Harvard Pilgrim Health Care is dropping its Medicare Advantage businesses in Massachusetts and Maine, a move that will force more than 11,000 people to find new coverage next year.

In Massachusetts, about 9,500 members of the company’s StrideSm (HMO) plan will have to choose another insurer, according to a statement issued Friday in response to questions from the Globe. The change will affect about 1,600 members in Maine, where Harvard Pilgrim will continue to offer Medicare supplement plans.

Harvard Pilgrim merged with Tufts Health Plan at the start of the year, and they operate under parent company Point32Health. Tufts Medicare Preferred HMO plan has a larger network of doctors and other providers, and similar benefits, according to Point32Health’s statement.

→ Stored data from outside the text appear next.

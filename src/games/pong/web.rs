//! Pong wasm glue
//!
//! Owns the canvas, pointer/keyboard bindings, the fixed-timestep loop, and
//! the `pong_best` LocalStorage key (best points scored in a match).

use std::cell::RefCell;
use std::rc::Rc;

use wasm_bindgen::JsCast;
use wasm_bindgen::prelude::*;
use web_sys::{CanvasRenderingContext2d, HtmlCanvasElement, KeyboardEvent, MouseEvent, TouchEvent};

use super::sim::{
    ARENA_H, ARENA_W, BALL_RADIUS, GameEvent, GamePhase, MAX_SUBSTEPS, PADDLE_H, PADDLE_MARGIN,
    PADDLE_W, PongSim, SIM_DT, TickInput,
};
use crate::audio::{AudioManager, SoundEffect};
use crate::platform::storage;
use crate::settings::Settings;

const BEST_KEY: &str = "pong_best";

struct Game {
    sim: PongSim,
    input: TickInput,
    up_held: bool,
    down_held: bool,
    accumulator: f32,
    last_time: f64,
    best: u64,
    best_beaten: bool,
    audio: AudioManager,
    settings: Settings,
    canvas: HtmlCanvasElement,
    ctx: CanvasRenderingContext2d,
}

impl Game {
    fn new(canvas: HtmlCanvasElement, ctx: CanvasRenderingContext2d) -> Self {
        let settings = Settings::load();
        let mut audio = AudioManager::new();
        audio.set_master_volume(settings.master_volume);
        audio.set_sfx_volume(settings.sfx_volume);

        Self {
            sim: PongSim::new(js_sys::Date::now() as u64),
            input: TickInput::default(),
            up_held: false,
            down_held: false,
            accumulator: 0.0,
            last_time: 0.0,
            best: storage::load_best(BEST_KEY),
            best_beaten: false,
            audio,
            settings,
            canvas,
            ctx,
        }
    }

    fn restart(&mut self) {
        self.sim = PongSim::new(js_sys::Date::now() as u64);
        self.input = TickInput::default();
        self.accumulator = 0.0;
        self.best_beaten = false;
    }

    fn update(&mut self, dt: f32) {
        let dt = dt.min(0.1);
        self.accumulator += dt;

        self.input.move_dir = (self.down_held as i8 as f32) - (self.up_held as i8 as f32);

        let mut substeps = 0;
        while self.accumulator >= SIM_DT && substeps < MAX_SUBSTEPS {
            let input = self.input.clone();
            self.sim.tick(&input, SIM_DT);
            self.accumulator -= SIM_DT;
            substeps += 1;

            self.input.pause = false;
        }

        let events: Vec<GameEvent> = self.sim.events.drain(..).collect();
        for event in events {
            match event {
                GameEvent::WallHit | GameEvent::PaddleHit => self.audio.play(SoundEffect::Bounce),
                GameEvent::PlayerScored => self.audio.play(SoundEffect::Score),
                GameEvent::AiScored => self.audio.play(SoundEffect::Crash),
                GameEvent::MatchOver { player_won } => self.finish_match(player_won),
            }
        }
    }

    fn finish_match(&mut self, player_won: bool) {
        let score = self.sim.player_score as u64;
        if score > self.best {
            self.best = score;
            self.best_beaten = true;
            storage::save_best(BEST_KEY, self.best);
            self.audio.play(SoundEffect::HighScore);
        } else if player_won {
            self.audio.play(SoundEffect::LineClear);
        } else {
            self.audio.play(SoundEffect::GameOver);
        }
        log::info!(
            "Pong match over ({} - {})",
            self.sim.player_score,
            self.sim.ai_score
        );
    }

    fn draw(&self) {
        let ctx = &self.ctx;
        let w = ARENA_W as f64;
        let h = ARENA_H as f64;

        ctx.set_fill_style_str("#101014");
        ctx.fill_rect(0.0, 0.0, w, h);

        // Center line
        ctx.set_fill_style_str("#2e2e38");
        let mut y = 10.0;
        while y < h {
            ctx.fill_rect(w / 2.0 - 2.0, y, 4.0, 14.0);
            y += 28.0;
        }

        // Paddles
        ctx.set_fill_style_str("#e8e8e8");
        ctx.fill_rect(
            PADDLE_MARGIN as f64,
            (self.sim.player_y - PADDLE_H / 2.0) as f64,
            PADDLE_W as f64,
            PADDLE_H as f64,
        );
        ctx.fill_rect(
            (ARENA_W - PADDLE_MARGIN - PADDLE_W) as f64,
            (self.sim.ai_y - PADDLE_H / 2.0) as f64,
            PADDLE_W as f64,
            PADDLE_H as f64,
        );

        // Ball
        ctx.set_fill_style_str("#ffd866");
        ctx.begin_path();
        ctx.arc(
            self.sim.ball_pos.x as f64,
            self.sim.ball_pos.y as f64,
            BALL_RADIUS as f64,
            0.0,
            std::f64::consts::TAU,
        )
        .ok();
        ctx.fill();

        // Scores
        ctx.set_fill_style_str("#e8e8e8");
        ctx.set_font("42px 'Fira Code', monospace");
        ctx.set_text_align("center");
        ctx.fill_text(&self.sim.player_score.to_string(), w / 2.0 - 70.0, 52.0)
            .ok();
        ctx.fill_text(&self.sim.ai_score.to_string(), w / 2.0 + 70.0, 52.0)
            .ok();

        ctx.set_font("13px 'Fira Code', monospace");
        ctx.set_text_align("left");
        ctx.fill_text(&format!("BEST {}", self.best), 8.0, 18.0).ok();

        if self.sim.match_point() && self.sim.phase != GamePhase::GameOver {
            ctx.set_fill_style_str("#ffd866");
            ctx.set_text_align("center");
            ctx.fill_text("MATCH POINT", w / 2.0, 80.0).ok();
        }

        match self.sim.phase {
            GamePhase::Paused => self.draw_overlay("PAUSED", "Esc to resume"),
            GamePhase::GameOver => {
                let title = if self.sim.player_score > self.sim.ai_score {
                    "YOU WIN!"
                } else {
                    "AI WINS"
                };
                self.draw_overlay(title, "Space to play again");
            }
            _ => {}
        }
    }

    fn draw_overlay(&self, title: &str, hint: &str) {
        let w = ARENA_W as f64;
        let h = ARENA_H as f64;
        let ctx = &self.ctx;

        ctx.set_fill_style_str("rgba(0,0,0,0.6)");
        ctx.fill_rect(0.0, 0.0, w, h);
        ctx.set_fill_style_str("#ffffff");
        ctx.set_text_align("center");
        ctx.set_font("28px 'Fira Code', monospace");
        ctx.fill_text(title, w / 2.0, h / 2.0 - 8.0).ok();
        ctx.set_font("15px 'Fira Code', monospace");
        ctx.fill_text(hint, w / 2.0, h / 2.0 + 24.0).ok();
    }

    fn client_to_arena_y(&self, client_y: f32) -> f32 {
        let rect = self.canvas.get_bounding_client_rect();
        let scale = ARENA_H / rect.height().max(1.0) as f32;
        (client_y - rect.top() as f32) * scale
    }
}

/// Start Pong on the canvas with the given element id
#[wasm_bindgen]
pub fn start_pong(canvas_id: &str) -> Result<(), JsValue> {
    let window = web_sys::window().ok_or_else(|| JsValue::from_str("no window"))?;
    let document = window
        .document()
        .ok_or_else(|| JsValue::from_str("no document"))?;
    let canvas: HtmlCanvasElement = document
        .get_element_by_id(canvas_id)
        .ok_or_else(|| JsValue::from_str("no canvas"))?
        .dyn_into()?;
    canvas.set_width(ARENA_W as u32);
    canvas.set_height(ARENA_H as u32);
    let ctx: CanvasRenderingContext2d = canvas
        .get_context("2d")?
        .ok_or_else(|| JsValue::from_str("no 2d context"))?
        .dyn_into()?;

    let game = Rc::new(RefCell::new(Game::new(canvas.clone(), ctx)));
    setup_input(&canvas, game.clone())?;
    run_loop(game);

    log::info!("Pong running");
    Ok(())
}

fn setup_input(canvas: &HtmlCanvasElement, game: Rc<RefCell<Game>>) -> Result<(), JsValue> {
    let window = web_sys::window().ok_or_else(|| JsValue::from_str("no window"))?;
    let document = window
        .document()
        .ok_or_else(|| JsValue::from_str("no document"))?;

    // Mouse steers the player paddle
    {
        let game = game.clone();
        let closure = Closure::<dyn FnMut(_)>::new(move |event: MouseEvent| {
            let mut g = game.borrow_mut();
            let y = g.client_to_arena_y(event.client_y() as f32);
            g.input.target_y = Some(y);
        });
        canvas.add_event_listener_with_callback("mousemove", closure.as_ref().unchecked_ref())?;
        closure.forget();
    }

    // Click restarts after a match
    {
        let game = game.clone();
        let closure = Closure::<dyn FnMut(_)>::new(move |_event: MouseEvent| {
            let mut g = game.borrow_mut();
            g.audio.resume();
            if g.sim.phase == GamePhase::GameOver {
                g.restart();
            }
        });
        canvas.add_event_listener_with_callback("mousedown", closure.as_ref().unchecked_ref())?;
        closure.forget();
    }

    // Touch drag steers
    {
        let game = game.clone();
        let closure = Closure::<dyn FnMut(_)>::new(move |event: TouchEvent| {
            event.prevent_default();
            if let Some(touch) = event.touches().get(0) {
                let mut g = game.borrow_mut();
                g.audio.resume();
                if g.sim.phase == GamePhase::GameOver {
                    g.restart();
                    return;
                }
                let y = g.client_to_arena_y(touch.client_y() as f32);
                g.input.target_y = Some(y);
            }
        });
        canvas.add_event_listener_with_callback("touchstart", closure.as_ref().unchecked_ref())?;
        closure.forget();
    }
    {
        let game = game.clone();
        let closure = Closure::<dyn FnMut(_)>::new(move |event: TouchEvent| {
            event.prevent_default();
            if let Some(touch) = event.touches().get(0) {
                let mut g = game.borrow_mut();
                let y = g.client_to_arena_y(touch.client_y() as f32);
                g.input.target_y = Some(y);
            }
        });
        canvas.add_event_listener_with_callback("touchmove", closure.as_ref().unchecked_ref())?;
        closure.forget();
    }

    // Keyboard
    {
        let game = game.clone();
        let closure = Closure::<dyn FnMut(_)>::new(move |event: KeyboardEvent| {
            let mut g = game.borrow_mut();
            g.audio.resume();
            match event.key().as_str() {
                "ArrowUp" | "w" | "W" => {
                    g.up_held = true;
                    g.input.target_y = None;
                }
                "ArrowDown" | "s" | "S" => {
                    g.down_held = true;
                    g.input.target_y = None;
                }
                " " | "Enter" => {
                    if g.sim.phase == GamePhase::GameOver {
                        g.restart();
                    }
                }
                "Escape" | "p" | "P" => g.input.pause = true,
                _ => {}
            }
        });
        window.add_event_listener_with_callback("keydown", closure.as_ref().unchecked_ref())?;
        closure.forget();
    }
    {
        let game = game.clone();
        let closure = Closure::<dyn FnMut(_)>::new(move |event: KeyboardEvent| {
            let mut g = game.borrow_mut();
            match event.key().as_str() {
                "ArrowUp" | "w" | "W" => g.up_held = false,
                "ArrowDown" | "s" | "S" => g.down_held = false,
                _ => {}
            }
        });
        window.add_event_listener_with_callback("keyup", closure.as_ref().unchecked_ref())?;
        closure.forget();
    }

    // Auto-pause when the tab is hidden
    {
        let game = game.clone();
        let document_clone = document.clone();
        let closure = Closure::<dyn FnMut(_)>::new(move |_event: web_sys::Event| {
            if document_clone.visibility_state() == web_sys::VisibilityState::Hidden {
                let mut g = game.borrow_mut();
                if matches!(g.sim.phase, GamePhase::Playing | GamePhase::Serve) {
                    g.input.pause = true;
                }
            }
        });
        document
            .add_event_listener_with_callback("visibilitychange", closure.as_ref().unchecked_ref())?;
        closure.forget();
    }

    // Mute on blur per settings
    {
        let game = game.clone();
        let closure = Closure::<dyn FnMut(_)>::new(move |_event: web_sys::FocusEvent| {
            let mut g = game.borrow_mut();
            if g.settings.mute_on_blur {
                g.audio.set_muted(true);
            }
            if matches!(g.sim.phase, GamePhase::Playing | GamePhase::Serve) {
                g.input.pause = true;
            }
        });
        window.add_event_listener_with_callback("blur", closure.as_ref().unchecked_ref())?;
        closure.forget();
    }
    {
        let closure = Closure::<dyn FnMut(_)>::new(move |_event: web_sys::FocusEvent| {
            game.borrow_mut().audio.set_muted(false);
        });
        window.add_event_listener_with_callback("focus", closure.as_ref().unchecked_ref())?;
        closure.forget();
    }

    Ok(())
}

type FrameCallback = Rc<RefCell<Option<Closure<dyn FnMut(f64)>>>>;

fn run_loop(game: Rc<RefCell<Game>>) {
    let f: FrameCallback = Rc::new(RefCell::new(None));
    let g = f.clone();

    *g.borrow_mut() = Some(Closure::wrap(Box::new(move |time: f64| {
        {
            let mut gm = game.borrow_mut();
            let dt = if gm.last_time > 0.0 {
                ((time - gm.last_time) / 1000.0) as f32
            } else {
                SIM_DT
            };
            gm.last_time = time;
            gm.update(dt);
            gm.draw();
        }
        if let Some(w) = web_sys::window() {
            let _ = w.request_animation_frame(f.borrow().as_ref().unwrap().as_ref().unchecked_ref());
        }
    }) as Box<dyn FnMut(f64)>));

    if let Some(w) = web_sys::window() {
        let _ = w.request_animation_frame(g.borrow().as_ref().unwrap().as_ref().unchecked_ref());
    }
}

Still, some Harvard Pilgrim Medicare customers may find that their doctors aren’t in the Tufts network.

“If Tufts doesn’t incorporate Harvard’s full network of doctors, some Harvard members may have to scramble to find another insurer that does, or switch to a Medicare supplement plan,” said Edgar Dworsky, founder and editor of Consumer World.

Medicare Advantage plans offer Medicare coverage for hospital care, doctors, and drugs through private insurers, using their provider networks. There are about 337,000 Medicare Advantage members in Massachusetts. Tufts is the largest Medicare Advantage insurer in the state, according to AHIP, an association of health care providers. Medicare supplement plans cover some costs not covered my Medicare.

Harvard Pilgrim’s decision affects only its Medicare Advantage plans in Massachusetts and Maine, not its other products. And it will remain a Medicare Advantage carrier in New Hampshire, where Harvard Pilgrim’s plans have 11,000 customers and Tufts doesn’t compete.

“We are not exiting either state,” Point32Health said.

In Massachusetts, Harvard Pilgrim will be contacting members about its exit from Medicare Advantage and pitch the Tufts plan. It noted that the Tufts Medicare plan is one of only two in the country to receive the top rating from the Centers for Medicare and Medicaid Services for six years in a row.